§ **Records supplied**
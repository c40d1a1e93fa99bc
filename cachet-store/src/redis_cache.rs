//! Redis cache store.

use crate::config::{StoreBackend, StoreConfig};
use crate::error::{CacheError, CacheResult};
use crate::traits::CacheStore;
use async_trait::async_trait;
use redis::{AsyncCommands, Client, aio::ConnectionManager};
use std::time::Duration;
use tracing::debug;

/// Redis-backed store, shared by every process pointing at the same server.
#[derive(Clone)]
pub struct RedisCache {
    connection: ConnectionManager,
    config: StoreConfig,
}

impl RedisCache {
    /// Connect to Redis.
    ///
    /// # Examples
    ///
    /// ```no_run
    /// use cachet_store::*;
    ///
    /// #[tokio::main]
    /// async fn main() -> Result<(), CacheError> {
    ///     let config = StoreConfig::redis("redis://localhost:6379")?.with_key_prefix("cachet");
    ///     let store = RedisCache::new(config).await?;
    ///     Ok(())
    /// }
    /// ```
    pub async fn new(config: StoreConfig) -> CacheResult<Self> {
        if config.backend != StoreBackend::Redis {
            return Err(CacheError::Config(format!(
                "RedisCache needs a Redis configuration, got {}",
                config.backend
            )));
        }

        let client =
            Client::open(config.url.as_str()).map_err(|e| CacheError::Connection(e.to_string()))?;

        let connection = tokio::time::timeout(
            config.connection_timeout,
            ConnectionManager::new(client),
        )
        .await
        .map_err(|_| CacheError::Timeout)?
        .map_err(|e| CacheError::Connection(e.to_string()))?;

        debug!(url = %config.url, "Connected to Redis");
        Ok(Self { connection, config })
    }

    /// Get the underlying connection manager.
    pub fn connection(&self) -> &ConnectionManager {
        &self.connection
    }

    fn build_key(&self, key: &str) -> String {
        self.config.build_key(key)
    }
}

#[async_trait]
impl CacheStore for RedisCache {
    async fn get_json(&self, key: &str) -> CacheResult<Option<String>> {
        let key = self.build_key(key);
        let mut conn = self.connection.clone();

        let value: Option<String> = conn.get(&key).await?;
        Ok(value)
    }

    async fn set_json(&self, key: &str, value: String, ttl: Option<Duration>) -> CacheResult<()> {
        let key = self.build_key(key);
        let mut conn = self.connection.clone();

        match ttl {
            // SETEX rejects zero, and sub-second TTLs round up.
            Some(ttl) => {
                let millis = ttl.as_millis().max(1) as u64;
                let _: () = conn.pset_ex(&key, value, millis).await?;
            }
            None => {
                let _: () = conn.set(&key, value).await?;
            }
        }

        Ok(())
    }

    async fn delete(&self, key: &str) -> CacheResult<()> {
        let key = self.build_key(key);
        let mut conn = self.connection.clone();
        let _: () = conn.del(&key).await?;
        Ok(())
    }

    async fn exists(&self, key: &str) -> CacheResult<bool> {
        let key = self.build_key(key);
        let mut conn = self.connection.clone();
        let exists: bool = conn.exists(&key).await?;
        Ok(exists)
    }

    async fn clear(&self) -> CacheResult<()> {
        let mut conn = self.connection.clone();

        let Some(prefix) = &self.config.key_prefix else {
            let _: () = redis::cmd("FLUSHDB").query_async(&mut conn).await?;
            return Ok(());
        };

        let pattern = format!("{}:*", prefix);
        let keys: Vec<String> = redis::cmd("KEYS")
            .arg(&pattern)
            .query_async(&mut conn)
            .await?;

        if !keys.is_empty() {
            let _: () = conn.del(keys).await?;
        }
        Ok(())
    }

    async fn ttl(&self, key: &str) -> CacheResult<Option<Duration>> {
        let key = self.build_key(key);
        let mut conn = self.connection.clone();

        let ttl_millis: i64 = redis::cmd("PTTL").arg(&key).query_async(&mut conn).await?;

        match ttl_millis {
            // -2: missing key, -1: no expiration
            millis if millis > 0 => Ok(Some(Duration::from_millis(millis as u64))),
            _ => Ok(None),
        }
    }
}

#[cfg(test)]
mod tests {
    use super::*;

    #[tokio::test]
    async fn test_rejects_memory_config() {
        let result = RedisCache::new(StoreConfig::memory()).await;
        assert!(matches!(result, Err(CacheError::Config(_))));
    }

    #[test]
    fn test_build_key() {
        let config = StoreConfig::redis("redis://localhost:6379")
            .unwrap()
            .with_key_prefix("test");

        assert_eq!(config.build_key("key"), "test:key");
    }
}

§ **Exercise prompt**
Write down exactly the span of lines above from the one containing "let millis = ttl.as_millis().max(1)" to the one containing "async fn delete(&self, key: &str)", both ends included.

§ **Answer to the exercise**
                let millis = ttl.as_millis().max(1) as u64;
                let _: () = conn.pset_ex(&key, value, millis).await?;
            }
            None => {
                let _: () = conn.set(&key, value).await?;
            }
        }

        Ok(())
    }

    async fn delete(&self, key: &str) -> CacheResult<()> {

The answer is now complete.